▸ PROBLEM STATEMENT
Wherever the string "PgPool" shows up in the material below, copy that line.

Segment Open

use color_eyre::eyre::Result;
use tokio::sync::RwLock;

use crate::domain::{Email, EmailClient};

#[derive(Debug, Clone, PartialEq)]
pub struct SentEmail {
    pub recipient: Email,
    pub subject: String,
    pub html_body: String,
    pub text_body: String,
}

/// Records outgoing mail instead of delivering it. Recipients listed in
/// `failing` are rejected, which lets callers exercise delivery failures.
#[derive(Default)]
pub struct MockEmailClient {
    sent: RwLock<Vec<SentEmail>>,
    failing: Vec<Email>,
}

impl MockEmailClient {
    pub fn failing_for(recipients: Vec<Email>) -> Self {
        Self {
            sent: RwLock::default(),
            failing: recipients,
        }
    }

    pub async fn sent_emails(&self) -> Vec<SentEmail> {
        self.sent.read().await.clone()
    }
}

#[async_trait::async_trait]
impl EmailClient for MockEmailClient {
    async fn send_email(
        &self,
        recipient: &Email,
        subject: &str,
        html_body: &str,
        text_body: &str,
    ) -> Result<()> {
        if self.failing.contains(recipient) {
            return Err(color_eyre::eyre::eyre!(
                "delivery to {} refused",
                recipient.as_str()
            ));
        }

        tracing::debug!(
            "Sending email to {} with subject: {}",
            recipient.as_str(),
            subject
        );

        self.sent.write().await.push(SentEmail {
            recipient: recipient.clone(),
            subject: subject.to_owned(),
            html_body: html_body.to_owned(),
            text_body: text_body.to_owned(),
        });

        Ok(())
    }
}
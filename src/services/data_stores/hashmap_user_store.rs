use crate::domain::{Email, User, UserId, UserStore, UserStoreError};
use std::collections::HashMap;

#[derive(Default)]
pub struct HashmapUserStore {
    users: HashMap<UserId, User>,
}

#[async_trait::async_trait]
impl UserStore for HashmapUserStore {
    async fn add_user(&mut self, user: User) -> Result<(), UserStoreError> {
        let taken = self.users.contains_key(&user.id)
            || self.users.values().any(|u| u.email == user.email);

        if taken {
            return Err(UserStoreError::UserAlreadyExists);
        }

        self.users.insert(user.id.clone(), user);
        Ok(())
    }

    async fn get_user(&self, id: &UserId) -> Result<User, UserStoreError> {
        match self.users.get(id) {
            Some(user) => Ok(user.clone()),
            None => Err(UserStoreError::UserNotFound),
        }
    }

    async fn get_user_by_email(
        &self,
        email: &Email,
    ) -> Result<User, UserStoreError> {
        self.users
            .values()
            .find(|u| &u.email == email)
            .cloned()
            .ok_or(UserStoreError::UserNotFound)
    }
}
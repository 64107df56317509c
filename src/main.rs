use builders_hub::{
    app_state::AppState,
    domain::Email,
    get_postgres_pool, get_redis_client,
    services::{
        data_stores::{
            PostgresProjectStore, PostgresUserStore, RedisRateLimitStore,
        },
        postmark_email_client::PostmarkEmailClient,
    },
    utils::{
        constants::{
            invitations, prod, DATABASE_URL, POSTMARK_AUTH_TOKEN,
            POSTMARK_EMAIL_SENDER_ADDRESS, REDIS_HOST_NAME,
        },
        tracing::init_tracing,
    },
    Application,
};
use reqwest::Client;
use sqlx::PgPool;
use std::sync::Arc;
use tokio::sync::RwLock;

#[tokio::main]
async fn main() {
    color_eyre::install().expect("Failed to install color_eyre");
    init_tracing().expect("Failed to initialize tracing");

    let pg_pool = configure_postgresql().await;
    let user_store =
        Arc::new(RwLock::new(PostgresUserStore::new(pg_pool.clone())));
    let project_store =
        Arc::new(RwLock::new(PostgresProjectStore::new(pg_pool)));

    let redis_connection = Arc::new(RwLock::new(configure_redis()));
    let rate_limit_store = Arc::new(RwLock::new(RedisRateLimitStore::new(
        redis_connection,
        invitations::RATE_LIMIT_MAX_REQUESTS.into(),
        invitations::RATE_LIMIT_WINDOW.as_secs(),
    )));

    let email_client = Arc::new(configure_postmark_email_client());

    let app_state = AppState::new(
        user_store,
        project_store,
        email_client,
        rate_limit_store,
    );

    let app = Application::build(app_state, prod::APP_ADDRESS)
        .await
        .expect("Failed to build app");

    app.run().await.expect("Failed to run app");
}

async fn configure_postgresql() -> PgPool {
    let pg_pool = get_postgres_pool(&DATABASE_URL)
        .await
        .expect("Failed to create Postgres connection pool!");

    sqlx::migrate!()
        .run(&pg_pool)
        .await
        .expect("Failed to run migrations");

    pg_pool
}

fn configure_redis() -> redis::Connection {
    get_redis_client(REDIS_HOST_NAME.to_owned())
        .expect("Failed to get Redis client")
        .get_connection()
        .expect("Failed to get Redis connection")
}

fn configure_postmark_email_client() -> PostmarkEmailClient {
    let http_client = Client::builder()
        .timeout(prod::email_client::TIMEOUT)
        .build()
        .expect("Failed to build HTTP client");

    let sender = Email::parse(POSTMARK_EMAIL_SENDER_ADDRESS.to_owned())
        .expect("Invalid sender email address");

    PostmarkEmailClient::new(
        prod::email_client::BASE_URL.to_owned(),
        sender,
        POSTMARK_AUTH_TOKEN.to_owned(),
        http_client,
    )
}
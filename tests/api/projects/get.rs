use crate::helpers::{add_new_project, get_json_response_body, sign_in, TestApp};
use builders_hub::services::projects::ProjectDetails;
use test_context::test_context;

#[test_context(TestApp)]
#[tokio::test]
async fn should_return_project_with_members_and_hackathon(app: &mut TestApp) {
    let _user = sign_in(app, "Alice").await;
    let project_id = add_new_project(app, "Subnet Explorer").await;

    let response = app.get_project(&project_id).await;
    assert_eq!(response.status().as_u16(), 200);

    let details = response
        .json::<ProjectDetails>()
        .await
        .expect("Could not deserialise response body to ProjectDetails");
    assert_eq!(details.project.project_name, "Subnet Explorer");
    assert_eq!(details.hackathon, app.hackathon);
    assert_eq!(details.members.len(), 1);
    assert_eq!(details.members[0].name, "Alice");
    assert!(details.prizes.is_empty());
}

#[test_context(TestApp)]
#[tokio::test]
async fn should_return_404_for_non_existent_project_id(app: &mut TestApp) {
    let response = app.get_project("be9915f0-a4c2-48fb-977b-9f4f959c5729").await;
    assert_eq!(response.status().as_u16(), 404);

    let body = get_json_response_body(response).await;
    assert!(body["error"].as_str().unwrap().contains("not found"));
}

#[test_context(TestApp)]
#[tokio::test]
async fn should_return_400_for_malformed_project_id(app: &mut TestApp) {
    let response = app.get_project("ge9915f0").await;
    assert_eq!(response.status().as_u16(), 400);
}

Segment Closed

▸ EXPECTED ANSWER
use sqlx::PgPool;
async fn configure_postgresql() -> PgPool {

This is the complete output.